● GOAL OF THE EXERCISE
Copy out the data line by line exactly, from its start to the line bearing "over pluggable providers", inclusive.

====== GIVEN DATA ======

//! In-memory retrieval engine for grounding a chat assistant in a fixed corpus.
//!
//! This crate provides:
//! - Sliding-window chunking of source documents
//! - A bounded-concurrency embedding client over pluggable providers
//! - An in-memory cosine-similarity vector index
//! - A retrieval pipeline that builds its index exactly once and answers
//!   queries with retrieved context, falling back to a plain prompt when
//!   retrieval is unavailable
//!
//! Enable the `openai` feature for OpenAI-compatible embedding and chat
//! providers.

pub mod chunking;
pub mod config;
pub mod document;
pub mod embedding;
pub mod error;
pub mod generation;
pub mod index;
pub mod loader;
pub mod pipeline;
pub mod prompt;
pub mod telemetry;

#[cfg(feature = "openai")]
pub mod openai;

pub use chunking::{Chunker, FixedSizeChunker, split, split_text};
pub use config::{RagConfig, RagConfigBuilder};
pub use document::{Chunk, Document, SearchResult};
pub use embedding::{EmbeddingClient, EmbeddingProvider};
pub use error::{ProviderFailureKind, RagError, Result};
pub use generation::{GenerationParams, GenerationProvider, Message, Role};
pub use index::{IndexEntry, VectorIndex, cosine_similarity};
pub use loader::{CorpusSource, StaticCorpus, TextFileLoader};
pub use pipeline::{Answer, AnswerMode, RagPipeline, RagPipelineBuilder};
pub use prompt::PromptTemplate;
pub use telemetry::init_tracing;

======

● RESPONSE
//! In-memory retrieval engine for grounding a chat assistant in a fixed corpus.
//!
//! This crate provides:
//! - Sliding-window chunking of source documents
//! - A bounded-concurrency embedding client over pluggable providers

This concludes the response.